IBM T. J. Watson Research Center

An Intelligent Multi-modal CH4 Measurement System (AIMS)

IBM's T.J Watson Research Center is working in conjunction with Harvard University and Princeton University to develop an energy-efficient, self-organizing mesh network to gather data over a distributed methane measurement system. Data will be passed to a cloud-based analytics system using custom models to quantify the amount and rate of methane leakage. Additionally, IBM is developing new, low-cost optical sensors that will use tunable diode laser absorption spectroscopy (TDLAS) for methane detection. While today's optical sensors offer excellent sensitivity and selectivity, their high cost and power requirements prevent widespread adoption. To overcome these hurdles, IBM and its partners plan to produce a miniaturized, integrated, on-chip version that is less expensive and consumes less power. At a planned cost of about $300 per sensor, IBM's sensors will be 10 to 100 times cheaper than TDLAS sensors on the market today. By advancing an affordable methane detection system that can be customized, IBM's technology could enable producers to more efficiently locate and repair methane leaks, and therefore reduce overall methane emissions.
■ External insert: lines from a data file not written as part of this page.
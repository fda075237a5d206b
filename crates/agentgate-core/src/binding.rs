//! Binding variable references (`?bindingN`) embedded in query text.

use regex::Regex;

const BINDING_PATTERN: &str = r"\?(binding[0-9]+)";

/// Compiled `?bindingN` matcher. Build once and share.
#[derive(Debug, Clone)]
pub struct BindingPattern {
    re: Regex,
}

impl Default for BindingPattern {
    fn default() -> Self {
        Self::new()
    }
}

impl BindingPattern {
    pub fn new() -> Self {
        Self {
            re: Regex::new(BINDING_PATTERN).expect("binding pattern is a valid regex"),
        }
    }

    /// Name of the first `?bindingN` variable in `text` (without the `?`).
    pub fn extract(&self, text: Option<&str>) -> Option<String> {
        let caps = self.re.captures(text?)?;
        caps.get(1).map(|m| m.as_str().to_string())
    }
}

#[cfg(test)]
mod tests {
    use super::*;

    #[test]
    fn finds_binding_variable() {
        let p = BindingPattern::new();
        assert_eq!(
            p.extract(Some("SELECT ?binding0 WHERE { ?s ?p ?o }")).as_deref(),
            Some("binding0")
        );
    }

    #[test]
    fn no_binding_variable() {
        let p = BindingPattern::new();
        assert_eq!(p.extract(Some("SELECT ?x WHERE { ?x ?p ?o }")), None);
        assert_eq!(p.extract(None), None);
        assert_eq!(p.extract(Some("")), None);
    }

    #[test]
    fn only_first_occurrence_counts() {
        let p = BindingPattern::new();
        assert_eq!(
            p.extract(Some("SELECT ?binding12 ?binding3 WHERE {}")).as_deref(),
            Some("binding12")
        );
    }

    #[test]
    fn requires_question_mark_and_digits() {
        let p = BindingPattern::new();
        assert_eq!(p.extract(Some("binding1 ?bindingX $binding2")), None);
        assert_eq!(
            p.extract(Some("prefix?binding7suffix")).as_deref(),
            Some("binding7")
        );
    }
}
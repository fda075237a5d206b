//! `agentgate negotiate` – pick a result encoding for an Accept header.

use super::Output;
use agentgate_core::media_type::MediaType;
use agentgate_core::negotiate::negotiate;
use agentgate_core::Gate;
use anyhow::{Context, Result};

pub fn run_negotiate(
    gate: &Gate,
    accept: Option<&str>,
    supported: &[String],
    out: Output,
) -> Result<()> {
    let supported = if supported.is_empty() {
        gate.planner().result_types().to_vec()
    } else {
        supported
            .iter()
            .map(|s| MediaType::parse(s).with_context(|| format!("--supported {s}")))
            .collect::<Result<Vec<_>>>()?
    };

    let outcome = negotiate(accept, &supported);
    if out.json {
        return out.emit("", serde_json::to_value(&outcome)?);
    }
    let selected = outcome.into_result(accept)?;
    out.emit(selected, serde_json::Value::Null)
}
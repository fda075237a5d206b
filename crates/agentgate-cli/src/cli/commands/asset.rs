//! `agentgate asset <reference>` – extract the asset name from a reference.

use super::Output;
use agentgate_core::Gate;
use anyhow::{bail, Result};

pub fn run_asset(gate: &Gate, reference: &str, out: Output) -> Result<()> {
    match gate.sanitizer().sanitize_asset_id(reference.as_bytes()) {
        Some(asset) => out.emit(&asset, serde_json::json!({ "asset": asset })),
        None => bail!("`{reference}` does not match the asset reference pattern"),
    }
}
IBM T. J. Watson Research Center

Multi-Wavelength Optical Transceivers Integrated on Node 

IBM T.J. Watson Research Center will develop a two-pronged approach to improve future datacenter efficiency.. New optical interconnect solutions can provide a path to energy-efficient datacenters at higher bandwidth levels, but they must also meet key metrics including power density, cost, latency, reliability, and signal integrity. IBM's team will use their expertise with vertical-cavity surface-emitting lasers (VCSELs) to develop VCSEL-based optical interconnect technology capable of meeting the necessary future demands. VCSEL-based interconnects offer an appealing combination of low power consumption, small size, high performance, low cost, and manufacturability. The team will work to increase the operating speed of VCSELs, detectors, and the associated circuits, while also developing packaging solutions to install optical interconnects on the integrated circuit. This integration will allow the system to eliminate the traditional driver and receiver electronics of most board-mounted optical modules, greatly reducing the cost and energy use of data transfer. The team will eventually use single-ended signaling to drive and receive signals from the modules directly, increasing the bandwidth of the system chips by at least two times and improving power efficiencies across the datacenter.

IBM T. J. Watson Research Center

Optical Network using Rapid Amplified Multi-wavelength Photonic Switches (ONRAMPS)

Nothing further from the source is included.